Monsieur Suzuki passe en revue les différentes variétés de graines de soja qu'il a utilisé et revient sur l'importance du choix du coagulant, le nigari (de l'eau de mer dessalée). Il insiste : ces deux éléments peuvent influencer considérablement sur le goût final du produit. « Il n'y a qu'au Japon que l'on cultive le soja différemment en fonction de ce à quoi il va servir. Il y a des variétés de soja différentes pour le tofu, pour les gâteaux, pour la sauce de soja, pour le miso, et ainsi de suite. Il y a des milliers de variétés. En France, on cultive un type de soja pour toutes les utilisations », s'applique-t-il à m'expliquer.

Enfin, il consent à me livrer une des clés de son succès : « Je notais tout : la température, le temps de repos et de coagulation. La combinaison des deux est essentielle. » Après deux ans d'essais et plus de 200 tentatives, il a ajusté la recette jusqu'à la perfection.
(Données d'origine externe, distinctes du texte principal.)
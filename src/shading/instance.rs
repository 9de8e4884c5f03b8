//! Ornament instance math (CPU mirror of `ornament.wgsl`).

use glam::{Mat3, Vec3, Vec4};

use super::{eased_mix, lerp};
use crate::lighting::LightingUniform;

/// Blink pulse sharpness. The high exponent compresses the "on" time to a
/// small fraction of the cycle.
const BLINK_EXPONENT: i32 = 30;
/// Blink pulse rate in radians per second.
const BLINK_SPEED: f32 = 2.0;

/// Interpolated instance position plus the continuous bob/sway offset.
///
/// Unlike foliage floating noise, the bob/sway is not damped at full
/// assembly — ornaments keep swinging on the tree.
pub fn instance_position(
    scatter: Vec3,
    tree: Vec3,
    orientation: Vec4,
    mix: f32,
    time: f32,
) -> Vec3 {
    let mut pos = scatter.lerp(tree, eased_mix(mix));
    pos.y += (time * 0.5 + orientation.x * 10.0).sin() * 0.15;
    pos.x += (time * 0.3 + orientation.y * 10.0).cos() * 0.05;
    pos
}

/// Spin rate: free continuous spin while scattered, frozen once assembled.
pub fn spin_rate(mix: f32) -> f32 {
    lerp(1.0, 0.0, eased_mix(mix))
}

/// Accumulated rotation angle for an instance at the given clock.
pub fn spin_angle(orientation: Vec4, mix: f32, time: f32) -> f32 {
    time * spin_rate(mix) + orientation.z * 10.0
}

/// Rotation axis derived from the orientation seeds with a fixed unit
/// z component, normalized.
pub fn spin_axis(orientation: Vec4) -> Vec3 {
    Vec3::new(orientation.x, orientation.y, 1.0).normalize()
}

/// Rotation matrix for the instance at the given mix/time.
pub fn rotation(orientation: Vec4, mix: f32, time: f32) -> Mat3 {
    Mat3::from_axis_angle(
        spin_axis(orientation),
        spin_angle(orientation, mix, time),
    )
}

/// Transform one local-geometry vertex to world space.
///
/// The order is scale → rotate → translate; reversing it changes the
/// visual result and must be preserved.
pub fn transform_vertex(
    local: Vec3,
    scale: f32,
    orientation: Vec4,
    scatter: Vec3,
    tree: Vec3,
    mix: f32,
    time: f32,
) -> Vec3 {
    let rotated = rotation(orientation, mix, time) * (local * scale);
    rotated + instance_position(scatter, tree, orientation, mix, time)
}

/// Gold-like classification: drives the noise texture and blink highlight.
pub fn is_gold(color: Vec3) -> bool {
    color.x > 0.8 && color.y > 0.6
}

/// Cheap 3D hash noise, identical to the shader's.
///
/// Uses the floor-based fractional part (WGSL `fract` semantics, not
/// `f32::fract`, which truncates toward zero).
pub fn hash3(p: Vec3) -> f32 {
    let base = p * 0.3183099 + Vec3::splat(0.1);
    let q = Vec3::new(fract_gl(base.x), fract_gl(base.y), fract_gl(base.z))
        * 17.0;
    fract_gl(q.x * q.y * q.z * (q.x + q.y + q.z))
}

/// Floor-based fractional part, matching the WGSL builtin.
fn fract_gl(x: f32) -> f32 {
    x - x.floor()
}

/// Periodic blink pulse for a gold instance.
///
/// The sine is clamped at zero before exponentiation — `pow` with a
/// negative base is undefined in WGSL — which leaves a sharp narrow pulse
/// per cycle. The per-instance seed decorrelates pulse phase across
/// instances.
pub fn blink(time: f32, seed: f32) -> f32 {
    (time * BLINK_SPEED + seed * 20.0)
        .sin()
        .max(0.0)
        .powi(BLINK_EXPONENT)
}

/// Full fragment shading for one ornament surface point.
///
/// `normal` and `view_dir` are expected normalized and in world space;
/// `local_pos` is the scaled+rotated local position used to seed the gold
/// texture noise.
pub fn shade(
    normal: Vec3,
    view_dir: Vec3,
    base_color: Vec3,
    local_pos: Vec3,
    time: f32,
    blink_seed: f32,
    lighting: &LightingUniform,
) -> Vec3 {
    let gold = is_gold(base_color);

    let normal = if gold {
        let noise = hash3(local_pos * 10.0);
        (normal + Vec3::splat((noise - 0.5) * 0.1)).normalize()
    } else {
        normal
    };

    let light_dir = Vec3::from_array(lighting.light_dir);
    let diff = normal.dot(light_dir).max(0.0);

    let reflect_dir = reflect(-light_dir, normal);
    let spec = view_dir
        .dot(reflect_dir)
        .max(0.0)
        .powf(lighting.shininess);

    let fresnel = (1.0 - view_dir.dot(normal).max(0.0))
        .powf(lighting.fresnel_power);

    let mut color =
        base_color * (lighting.ambient + diff * (1.0 - lighting.ambient));
    color += Vec3::from_array(lighting.specular_color)
        * spec
        * lighting.specular_intensity;
    color += base_color * fresnel * lighting.fresnel_intensity;

    if gold {
        color += Vec3::from_array(lighting.blink_color)
            * blink(time, blink_seed)
            * lighting.blink_intensity;
    }

    color
}

/// Mirror of the WGSL `reflect` builtin.
fn reflect(incident: Vec3, normal: Vec3) -> Vec3 {
    incident - 2.0 * incident.dot(normal) * normal
}

#[cfg(test)]
mod tests {
    use super::*;
    use crate::scene::palette;

    const SCATTER: Vec3 = Vec3::new(3.0, 1.0, -2.0);
    const TREE: Vec3 = Vec3::new(1.0, -1.5, 0.5);

    #[test]
    fn test_position_interpolates_under_bob() {
        let o = Vec4::new(0.4, 0.7, 0.2, 0.9);
        let time = 2.0;
        for (mix, target) in [(0.0, SCATTER), (1.0, TREE)] {
            let p = instance_position(SCATTER, TREE, o, mix, time);
            let bob_y = (time * 0.5 + o.x * 10.0).sin() * 0.15;
            let sway_x = (time * 0.3 + o.y * 10.0).cos() * 0.05;
            assert!((p - target - Vec3::new(sway_x, bob_y, 0.0)).length() < 1e-6);
        }
    }

    #[test]
    fn test_bob_continues_when_assembled() {
        // Ornament motion is not damped at mix = 1.
        let o = Vec4::new(0.4, 0.7, 0.2, 0.9);
        let a = instance_position(SCATTER, TREE, o, 1.0, 0.0);
        let b = instance_position(SCATTER, TREE, o, 1.0, 1.0);
        assert!((a - b).length() > 1e-3);
    }

    #[test]
    fn test_spin_freezes_at_full_assembly() {
        assert_eq!(spin_rate(0.0), 1.0);
        assert_eq!(spin_rate(1.0), 0.0);

        let o = Vec4::new(0.3, 0.6, 0.5, 0.1);
        // Angle advances with time while scattered...
        assert!(spin_angle(o, 0.0, 1.0) != spin_angle(o, 0.0, 2.0));
        // ...and holds at the phase offset once assembled.
        assert_eq!(spin_angle(o, 1.0, 1.0), spin_angle(o, 1.0, 2.0));
        assert_eq!(spin_angle(o, 1.0, 5.0), o.z * 10.0);
    }

    #[test]
    fn test_transform_order_is_scale_rotate_translate() {
        let o = Vec4::new(0.2, 0.8, 0.4, 0.6);
        let mix = 0.0;
        let time = 1.5;
        let local = Vec3::new(1.0, 0.0, 0.0);
        let scale = 2.0;

        let got = transform_vertex(local, scale, o, SCATTER, TREE, mix, time);

        let rot = rotation(o, mix, time);
        let expected =
            rot * (local * scale) + instance_position(SCATTER, TREE, o, mix, time);
        assert!((got - expected).length() < 1e-6);

        // The reversed order (rotate the translated vertex) lands elsewhere.
        let reversed =
            rot * (local * scale + instance_position(SCATTER, TREE, o, mix, time));
        assert!((got - reversed).length() > 1e-3);
    }

    #[test]
    fn test_rotation_preserves_length() {
        let o = Vec4::new(0.9, 0.1, 0.7, 0.3);
        let rot = rotation(o, 0.2, 4.2);
        let v = Vec3::new(0.5, -1.0, 2.0);
        assert!(((rot * v).length() - v.length()).abs() < 1e-5);
    }

    #[test]
    fn test_gold_classification_of_palette() {
        assert!(is_gold(palette::hex_to_linear(palette::BRIGHT_GOLD_HEX)));
        assert!(!is_gold(palette::hex_to_linear(palette::TEXTURED_GOLD_HEX)));
        assert!(!is_gold(palette::hex_to_linear(palette::EMERALD_HEX)));
        assert!(!is_gold(palette::hex_to_linear(palette::DEEP_RED_HEX)));
    }

    #[test]
    fn test_hash3_in_unit_range_and_varies() {
        let mut distinct = std::collections::HashSet::new();
        for i in 0..100 {
            // Include negative coordinates: the floor-based fract must
            // keep the hash in range there too.
            let p = Vec3::new(i as f32 * 0.7 - 35.0, i as f32 * 1.3, -2.5);
            let h = hash3(p * 10.0);
            assert!((0.0..1.0).contains(&h), "hash3 out of range: {h}");
            let _ = distinct.insert(h.to_bits());
        }
        assert!(distinct.len() > 50, "hash should vary across inputs");
    }

    #[test]
    fn test_blink_is_sharp_and_bounded() {
        let mut on = 0usize;
        let samples = 1000usize;
        for i in 0..samples {
            let b = blink(i as f32 * 0.01, 0.0);
            assert!((0.0..=1.0).contains(&b));
            if b > 0.1 {
                on += 1;
            }
        }
        // The pow(.., 30) compresses the pulse to a small duty cycle.
        assert!(on * 10 < samples * 2, "blink on for {on}/{samples} samples");
    }

    #[test]
    fn test_blink_decorrelates_across_seeds() {
        // Distinct seeds shift the pulse phase: at a time where one seed is
        // near peak, the other is dark.
        let t = std::f32::consts::FRAC_PI_4; // sin(2t) = 1 for seed 0
        assert!(blink(t, 0.0) > 0.9);
        assert!(blink(t, 0.08) < 0.5);
    }

    #[test]
    fn test_shade_gold_receives_blink_highlight() {
        let lighting = LightingUniform::default();
        let gold = palette::hex_to_linear(palette::BRIGHT_GOLD_HEX);
        let normal = Vec3::Y;
        let view = Vec3::new(0.0, 0.3, 1.0).normalize();

        // Pick a time where the pulse for this seed is at its peak.
        let t = std::f32::consts::FRAC_PI_4;
        let lit = shade(normal, view, gold, Vec3::ONE, t, 0.0, &lighting);
        let dark_t = t + std::f32::consts::FRAC_PI_2; // sin flips to -1
        let unlit =
            shade(normal, view, gold, Vec3::ONE, dark_t, 0.0, &lighting);
        assert!(lit.max_element() > unlit.max_element() + 1.0);
    }

    #[test]
    fn test_shade_non_gold_is_time_invariant() {
        let lighting = LightingUniform::default();
        let emerald = palette::hex_to_linear(palette::EMERALD_HEX);
        let normal = Vec3::Y;
        let view = Vec3::new(0.0, 0.3, 1.0).normalize();

        let a = shade(normal, view, emerald, Vec3::ONE, 0.0, 0.4, &lighting);
        let b = shade(normal, view, emerald, Vec3::ONE, 9.0, 0.4, &lighting);
        assert!((a - b).length() < 1e-6);
    }
}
Monsieur Suzuki s'est fait connaître par le bouche à oreille : « J'ai commencé tout petit », se rappelle-t-il en posant un classeur sur la table. C'est dans ce dernier qu'il garde précieusement toutes les publications qui sont parues sur lui, comme une preuve matérielle de son heureux passé. Il se rappelle avoir fait la tournée des restaurants japonais pour leur faire goûter à son tofu, avant que OVNI, un journal édité par la communauté franco-japonaise, ne l'aide à se faire une place dans le petit marché du tofu parisien.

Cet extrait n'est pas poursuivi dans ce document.